When prompted, the changed yugabyte user password should get you access. Any new users or roles that you create are encrypted using SCRAM-SHA-256. Access to the host and databases is determined by the rules you specify in the YB-TServer --ysql_hba_conf_csv configuration flag.

Migrate existing MD5 passwords to SCRAM-SHA-256

When you enable SCRAM-SHA-256 authentication on an existing YugabyteDB cluster that has users and roles, with their MD5 passwords), you need to be aware that:

  • All new, or changed, passwords will be encrypted using the SCRAM-SHA-256 hashing algorithm.
  • All existing passwords were encrypted using the MD5 hashing algorithm.

Because all existing passwords must be changed, you can manage the migration of these user and role passwords from MD5 to SCRAM-SHA-256 by maintaining rules in the --ysql_hba_conf_csv setting to allow both MD5 passwords and SCRAM-SHA-256 passwords to work until all passwords have been migrated to SCRAM-SHA-256. For an example, see Create a cluster that uses SCRAM-SHA-256 password authentication above.

If you follow a similar approach for an existing cluster, you can enhance your cluster security, track and migrate passwords, and then remove the much weaker MD5 rules after all passwords have been updated.

Resetting user password

In PostgreSQL, if the administrator password is lost or changed to an unknown value, you can change the pg_hba.conf file to allow administrator access without a password. This is a static file that is used to control client authentication. To reset the password for the postgres user, you change the parameters in the configuration file, restart the database, and then log in as postgres without a password, and reset the password.

The same is also true for YugabyteDB, although the implementation is slightly different. YugabyteDB has a ysql_hba.conf file similar to PostgreSQL. However, unlike PostgreSQL, the contents of the file are dynamically generated using the --ysql_hba_conf_csv flag at yb-tserver startup.

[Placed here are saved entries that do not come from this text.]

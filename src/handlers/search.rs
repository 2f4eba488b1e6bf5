use anyhow::Result;
use colored::*;
use glob::{MatchOptions, Pattern};
use std::ffi::OsStr;
use std::io::Write;
use std::path::{Path, PathBuf};
use crate::checks::{Check, verify};
use crate::context::Context;
use crate::filesystem::FileSystem;
use crate::handlers::Outcome;
use crate::handlers::common::{SizeReading, dir_marker, file_marker, read_size};
use crate::utils::{human_readable_size, pluralize};

#[derive(Debug, Clone, PartialEq)]
pub enum HitKind {
    Dir,
    File(SizeReading),
}

#[derive(Debug, Clone, PartialEq)]
pub struct Hit {
    pub path: PathBuf,
    pub kind: HitKind,
}

/// Shell-style name matcher (`*`, `?`, `[seq]`, `[!seq]`), always case-sensitive.
pub struct NameMatcher {
    pattern: Pattern,
}

impl NameMatcher {
    pub fn new(raw: &str) -> Self {
        // `**` is a path wildcard to glob and gets rejected unless it stands
        // alone as a component; for a single name it means the same as `*`.
        let mut collapsed = String::with_capacity(raw.len());
        for c in raw.chars() {
            if c == '*' && collapsed.ends_with('*') {
                continue;
            }
            collapsed.push(c);
        }

        // Invalid pattern, match it literally
        let pattern = Pattern::new(&collapsed)
            .or_else(|_| Pattern::new(&Pattern::escape(raw)))
            .unwrap_or_default();
        Self { pattern }
    }

    pub fn matches(&self, name: impl AsRef<OsStr>) -> bool {
        self.pattern
            .matches_with(&name.as_ref().to_string_lossy(), MatchOptions::new())
    }
}

pub fn search_shallow(fs: &dyn FileSystem, root: &Path, matcher: &NameMatcher) -> Result<Vec<Hit>> {
    let mut hits = Vec::new();
    for name in fs.list_entries(root)? {
        if !matcher.matches(&name) {
            continue;
        }
        let path = root.join(&name);
        let kind = if fs.is_directory(&path) {
            HitKind::Dir
        } else {
            HitKind::File(read_size(fs, &path))
        };
        hits.push(Hit { path, kind });
    }
    Ok(hits)
}

/// Files are tested before subdirectories at every level.
pub fn search_recursive(fs: &dyn FileSystem, root: &Path, matcher: &NameMatcher) -> Result<Vec<Hit>> {
    let mut hits = Vec::new();
    for step in fs.walk(root) {
        let step = step?;

        for file in step.files.iter().filter(|f| matcher.matches(f)) {
            let path = step.dir.join(file);
            let kind = HitKind::File(read_size(fs, &path));
            hits.push(Hit { path, kind });
        }
        for sub in step.subdirs.iter().filter(|d| matcher.matches(d)) {
            hits.push(Hit { path: step.dir.join(sub), kind: HitKind::Dir });
        }
    }
    Ok(hits)
}

fn render_hit(out: &mut dyn Write, hit: &Hit) -> Result<()> {
    match hit.kind {
        HitKind::Dir => writeln!(out, "{} {}/", dir_marker(), hit.path.display())?,
        HitKind::File(SizeReading::Known(bytes)) => {
            writeln!(out, "{} {} ({})", file_marker(), hit.path.display(), human_readable_size(bytes))?
        }
        HitKind::File(_) => writeln!(
            out,
            "{} {} ({})",
            file_marker(),
            hit.path.display(),
            "не удалось получить размер".dimmed()
        )?,
    }
    Ok(())
}

pub fn handle_search(ctx: &mut Context<'_>, pattern: &str, root: &Path, recursive: bool) -> Result<Outcome> {
    verify(ctx.fs, &[Check::Exists(root)])?;

    let matcher = NameMatcher::new(pattern);
    let hits = if recursive {
        search_recursive(ctx.fs, root, &matcher)?
    } else {
        search_shallow(ctx.fs, root, &matcher)?
    };

    for hit in &hits {
        render_hit(ctx.out, hit)?;
    }

    let count = hits.len() as u64;
    if count > 0 {
        writeln!(
            ctx.out,
            "\nВсего {} найдено: {}",
            pluralize(count, "объект", "объекта", "объектов"),
            count.to_string().bold()
        )?;
    } else if recursive {
        writeln!(ctx.out, "Файлы по шаблону \"{}\" не найдены в \"{}\" и подпапках", pattern, root.display())?;
    } else {
        writeln!(ctx.out, "Файлы по шаблону \"{}\" не найдены в \"{}\"", pattern, root.display())?;
    }
    Ok(Outcome::Done)
}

To change the ysql_hba.conf file to allow administrator access without a password, you restart the yb-tserver with the following --ysql_hba_conf_csv configuration flag:

--ysql_hba_conf_csv=host all yugabyte trust,host all all md5,host all yugabyte ::0/0 trust,host all all ::0/0 md5

After restarting the yb-tserver, password authentication is enforced for all users except the yugabyte user. Now you can connect without a password:

$ ./bin/ysqlsh

And update the password of the user to new desired password:

ALTER ROLE yugabyte WITH PASSWORD 'new-password';

Rollback the configuration and restart the yb-tserver to enable password authentication for the yugabyte user again.